▶ **Records supplied**:
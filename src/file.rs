// src/file.rs

use std::{
    error::Error,
    fs::{self, File},
    io::{BufReader, BufWriter, Write},
    path::{Path, PathBuf},
};

use log::info;

use crate::config::consts::{FEATURES_FILE, LABELS_FILE};
use crate::config::options::{ExportFormat, ExportOptions, ReportTable};
use crate::csv::{read_match_records, write_rows};
use crate::model::{MatchRecord, ENRICHED_HEADERS};
use crate::winrate::{Report, TEAM_HEADERS};

/// Read a match file. `.tsv` files are tab-separated, everything else comma-separated.
pub fn read_matches_file(path: &Path) -> Result<Vec<MatchRecord>, Box<dyn Error>> {
    let delim = match path.extension().and_then(|e| e.to_str()) {
        Some(ext) if ext.eq_ignore_ascii_case("tsv") => b'\t',
        _ => b',',
    };
    let file = File::open(path).map_err(|e| format!("{}: {e}", path.display()))?;
    read_match_records(BufReader::new(file), delim)
}

/// Write the selected table of `report` according to `export`.
/// Returns the final path written to.
pub fn export_report(export: &ExportOptions, report: &Report) -> Result<PathBuf, Box<dyn Error>> {
    let path = export.out_path();
    export_report_to(&path, export.format, export.table, export.include_headers, report)?;
    Ok(path)
}

/// Same as `export_report` with an explicit destination.
pub fn export_report_to(
    path: &Path,
    format: ExportFormat,
    table: ReportTable,
    include_headers: bool,
    report: &Report,
) -> Result<(), Box<dyn Error>> {
    if let Some(parent) = path.parent() {
        if !parent.as_os_str().is_empty() {
            ensure_directory(parent)?;
        }
    }

    let mut out = BufWriter::new(File::create(path)?); // truncate/overwrite
    write_report(&mut out, format, table, include_headers, report)?;
    out.flush()?;

    info!("Export: {:?} as {:?} → {}", table, format, path.display());
    Ok(())
}

/// Serialise one table of `report` to any writer (file, stdout, clipboard buffer).
pub fn write_report<W: Write>(
    mut out: W,
    format: ExportFormat,
    table: ReportTable,
    include_headers: bool,
    report: &Report,
) -> Result<(), Box<dyn Error>> {
    match format.delimiter() {
        Some(delim) => {
            let (headers, rows) = match table {
                ReportTable::Matches => (&ENRICHED_HEADERS[..], report.match_rows()),
                ReportTable::Teams => (&TEAM_HEADERS[..], report.team_rows()),
            };
            let headers = include_headers.then_some(headers);
            write_rows(&mut out, headers, &rows, delim)?;
        }
        None => {
            match table {
                ReportTable::Matches => serde_json::to_writer_pretty(&mut out, &report.matches)?,
                ReportTable::Teams => serde_json::to_writer_pretty(&mut out, &report.teams)?,
            }
            writeln!(out)?;
        }
    }
    Ok(())
}

/// Training inputs for a match-outcome model:
/// `feats.csv` = six team numbers then their six win rates, `labels.csv` = red win (0/1).
pub fn write_training_set(dir: &Path, report: &Report) -> Result<(PathBuf, PathBuf), Box<dyn Error>> {
    ensure_directory(dir)?;

    let mut feats = Vec::with_capacity(report.matches.len());
    let mut labels = Vec::with_capacity(report.matches.len());
    for m in &report.matches {
        let mut row: Vec<String> = m.record.teams().map(|(_, t)| t.to_string()).collect();
        row.extend(m.win_rates.iter().map(|r| format!("{r:.2}")));
        feats.push(row);
        labels.push(row![u8::from(m.record.red_win)]);
    }

    let feats_path = dir.join(FEATURES_FILE);
    let labels_path = dir.join(LABELS_FILE);
    write_rows(BufWriter::new(File::create(&feats_path)?), None, &feats, b',')?;
    write_rows(BufWriter::new(File::create(&labels_path)?), None, &labels, b',')?;

    info!("Export: training set ({} rows) → {}", feats.len(), dir.display());
    Ok((feats_path, labels_path))
}

pub fn ensure_directory(dir: &Path) -> Result<(), Box<dyn Error>> {
    if dir.exists() && !dir.is_dir() {
        return Err(format!("Path exists but is not a directory: {}", dir.display()).into());
    }
    if !dir.exists() {
        fs::create_dir_all(dir)?;
    }
    Ok(())
}

pub fn looks_like_dir_hint(p: &Path) -> bool {
    let s = p.to_string_lossy();
    s.ends_with('/') || s.ends_with('\\')
}
// src/specs/matches.rs
//! Match results from the FRC Events API.
//!
//! `GET /{season}/matches/{event}?tournamentLevel=...` answers with
//! `{"Matches": [{"matchNumber", "scoreRedFinal", "scoreBlueFinal", "teams": [...]}]}`.
//! Each finished match becomes one `MatchRecord`:
//! - matches with a null final score on either side are skipped,
//! - `red_win = red > blue`, `blue_win = blue > red` (a draw sets neither),
//! - teams are grouped by station (`Red1..3`, `Blue1..3`) and kept in station order.

use log::{debug, warn};
use serde::Deserialize;

use crate::config::options::FetchOptions;
use crate::core::{net, Credentials};
use crate::error::FetchError;
use crate::model::{MatchRecord, TeamNumber};

#[derive(Debug, Deserialize)]
struct MatchesResponse {
    #[serde(rename = "Matches", default)]
    matches: Vec<ApiMatch>,
}

#[derive(Debug, Deserialize)]
#[serde(rename_all = "camelCase")]
struct ApiMatch {
    match_number: u32,
    score_red_final: Option<i64>,
    score_blue_final: Option<i64>,
    #[serde(default)]
    teams: Vec<ApiTeam>,
}

#[derive(Debug, Deserialize)]
#[serde(rename_all = "camelCase")]
struct ApiTeam {
    team_number: Option<TeamNumber>,
    #[serde(default)]
    station: String,
}

/// Normalised records plus what had to be dropped.
#[derive(Debug, Default, Clone, PartialEq, Eq)]
pub struct MatchesBundle {
    pub records: Vec<MatchRecord>,
    /// Matches without both final scores.
    pub unscored: usize,
    /// Scored matches without three teams per alliance.
    pub incomplete: usize,
}

/// Parse a response body. Pure; no I/O.
pub fn parse_matches(body: &str) -> Result<MatchesBundle, serde_json::Error> {
    let response: MatchesResponse = serde_json::from_str(body)?;
    let mut bundle = MatchesBundle::default();

    for m in response.matches {
        let (Some(red_score), Some(blue_score)) = (m.score_red_final, m.score_blue_final) else {
            bundle.unscored += 1;
            continue;
        };

        match (roster(&m.teams, "Red"), roster(&m.teams, "Blue")) {
            (Some(red), Some(blue)) => bundle.records.push(MatchRecord {
                match_number: m.match_number,
                red_win: red_score > blue_score,
                blue_win: blue_score > red_score,
                red,
                blue,
            }),
            _ => {
                warn!("Match {}: expected 3 teams per alliance, skipping", m.match_number);
                bundle.incomplete += 1;
            }
        }
    }

    debug!(
        "Parsed matches: kept={} unscored={} incomplete={}",
        bundle.records.len(),
        bundle.unscored,
        bundle.incomplete
    );
    Ok(bundle)
}

fn roster(teams: &[ApiTeam], side: &str) -> Option<[TeamNumber; 3]> {
    let mut seats: Vec<(&str, TeamNumber)> = teams
        .iter()
        .filter(|t| t.station.starts_with(side))
        .filter_map(|t| t.team_number.map(|n| (t.station.as_str(), n)))
        .collect();
    seats.sort_by(|a, b| a.0.cmp(b.0));

    match seats.as_slice() {
        [(_, a), (_, b), (_, c)] => Some([*a, *b, *c]),
        _ => None,
    }
}

/// Fetch and normalise one event's results.
pub fn fetch(opts: &FetchOptions, creds: &Credentials) -> Result<MatchesBundle, FetchError> {
    let url = opts.url();
    debug!("GET {url}");
    let body = net::http_get(&url, creds)?;
    Ok(parse_matches(&body)?)
}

▶ **What you need to do**: Say the number of lines in the listing that hold "crate", with no added words.

▶ **Expected output**: 9